Following him are various other citizens going about their business, the standout among whom is a beautifully essayed old crone, hacking up a lung and waddling at great speed, pausing only to spit at one of her fellow pedestrians.  For my money she's the star of the whole episode.

The nominal star appears on screen not long after, having arrived in Paris in search of his imprisoned friends.

These two chaps are Jules Renan (Donald Morley), who you may remember Ian being told to seek out by his dying cellmate last week, and his friend Jean (Roy Herrick), dissidents planning to liberate the occupants of the next tumbril that passes.

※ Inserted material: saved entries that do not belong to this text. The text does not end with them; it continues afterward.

//! External process execution.
//!
//! [`ProcessRunner`] has two modes: [`run`](ProcessRunner::run) waits for a
//! tool and yields only its exit status, silencing output unless debug mode
//! echoes everything through; [`run_captured`](ProcessRunner::run_captured)
//! collects stdout/stderr bytes into a [`RunResult`] for the oracle and the
//! phase classifier. Invocation blocks the calling thread until the tool
//! exits; timeout supervision, if any, is the caller's harness's job.

use std::fmt;
use std::path::PathBuf;
use std::process::{Command, Stdio};

use crate::errors::{Error, Result};

/// A fully constructed external-tool command line. Built only by the typed
/// per-tool adapters in [`crate::pipeline`]; stage logic never assembles raw
/// argument vectors inline.
#[derive(Debug, Clone)]
pub struct ToolCommand {
    program: PathBuf,
    args: Vec<String>,
    envs: Vec<(String, String)>,
}

impl ToolCommand {
    pub fn new(program: impl Into<PathBuf>) -> Self {
        Self {
            program: program.into(),
            args: Vec::new(),
            envs: Vec::new(),
        }
    }

    pub fn arg(mut self, arg: impl Into<String>) -> Self {
        self.args.push(arg.into());
        self
    }

    pub fn args<I, S>(mut self, args: I) -> Self
    where
        I: IntoIterator<Item = S>,
        S: Into<String>,
    {
        self.args.extend(args.into_iter().map(Into::into));
        self
    }

    pub fn env(mut self, key: impl Into<String>, value: impl Into<String>) -> Self {
        self.envs.push((key.into(), value.into()));
        self
    }

    /// Short name of the tool, for error messages.
    pub fn tool_name(&self) -> String {
        self.program
            .file_name()
            .map(|n| n.to_string_lossy().into_owned())
            .unwrap_or_else(|| self.program.display().to_string())
    }

    fn command(&self) -> Command {
        let mut cmd = Command::new(&self.program);
        cmd.args(&self.args);
        for (key, value) in &self.envs {
            cmd.env(key, value);
        }
        cmd
    }
}

impl fmt::Display for ToolCommand {
    fn fmt(&self, f: &mut fmt::Formatter<'_>) -> fmt::Result {
        write!(f, "{}", self.program.display())?;
        for arg in &self.args {
            write!(f, "  {}", arg)?;
        }
        Ok(())
    }
}

/// Outcome of one captured invocation. Transient: produced per invocation
/// and discarded after the verdict or classification.
#[derive(Debug, Clone)]
pub struct RunResult {
    /// Exit code; `None` when the process was killed by a signal.
    pub status: Option<i32>,
    pub stdout: Vec<u8>,
    pub stderr: Vec<u8>,
    /// Set by external supervisors only; the runner itself never times out.
    pub timed_out: bool,
}

impl RunResult {
    pub fn success(&self) -> bool {
        self.status == Some(0)
    }

    pub fn stdout_text(&self) -> String {
        String::from_utf8_lossy(&self.stdout).into_owned()
    }

    pub fn stderr_text(&self) -> String {
        String::from_utf8_lossy(&self.stderr).into_owned()
    }
}

/// Blocking executor for external tools.
#[derive(Debug, Clone, Copy)]
pub struct ProcessRunner {
    debug: bool,
}

impl ProcessRunner {
    pub fn new(debug: bool) -> Self {
        Self { debug }
    }

    /// Run to completion and return the exit code. Output is discarded
    /// unless debug mode passes it through to the console.
    pub fn run(&self, tool: &ToolCommand) -> Result<i32> {
        let mut cmd = tool.command();
        if self.debug {
            println!("> {}", tool);
        } else {
            cmd.stdout(Stdio::null()).stderr(Stdio::null());
        }
        let status = cmd.status().map_err(|source| Error::Spawn {
            tool: tool.tool_name(),
            source,
        })?;
        Ok(status.code().unwrap_or(-1))
    }

    /// Run to completion capturing stdout and stderr.
    pub fn run_captured(&self, tool: &ToolCommand) -> Result<RunResult> {
        if self.debug {
            println!("> {}", tool);
        }
        let output = tool
            .command()
            .stdout(Stdio::piped())
            .stderr(Stdio::piped())
            .output()
            .map_err(|source| Error::Spawn {
                tool: tool.tool_name(),
                source,
            })?;
        Ok(RunResult {
            status: output.status.code(),
            stdout: output.stdout,
            stderr: output.stderr,
            timed_out: false,
        })
    }
}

Back in the conciergerie, the incompetent jailer is being given a ruddy good bollocking by his superior, Lemaitre.  Ian uses the opportunity to steal a key so he can effect his escape later on.

Meanwhile, Susan and Barbara are en route to their public execution (it will come as no surprise that Susan in particular isn't taking it well).  They're watched by another very game pair of supporting artistes.

The tumbril judders to a halt when the horse throws a shoe, giving Jules and Jean the opportunity to rescue the inhabitants.  Here's yet another wonderful extra, giving us "I've just been shot".

The Doctor's first port of call is a tailor's shop, where he intends to find clobber that might help him in coming to his fellow travellers' aid.  The proprietor (John Barrard) finds him very suspicious, what with his strange outfit and all.

The Doctor's greatly taken by the absurdly grand uniform of a Regional Officer of the Provinces, which he sees hanging up.  "In fact it's a post that I myself personally occupy," he bluffs ridiculously in the face of the tailor's scepticism.  Deciding he may as well be bold he admits "The price is of no matter, I haven't any money."  But he's hoping to swap his own clothes for the new outfit.  The tailor insists on his giving up his ring as well, but he at least gets some parchment and a pen chucked in.

Susan and Barbara have been taken by their rescuers to Jules' house, where they recuperate in the care of his sister Danielle (Caroline Hunt).

At the prison, the jailer has collapsed drunk outside Ian's cell, so Ian takes the opportunity to high-tail it out of there.  However, he's being watched by Lemaitre, keen to let him go so he can find out if he was given any instructions by the dying Webster.

We get a very good look here at actor James Cairncross's truly remarkable profile.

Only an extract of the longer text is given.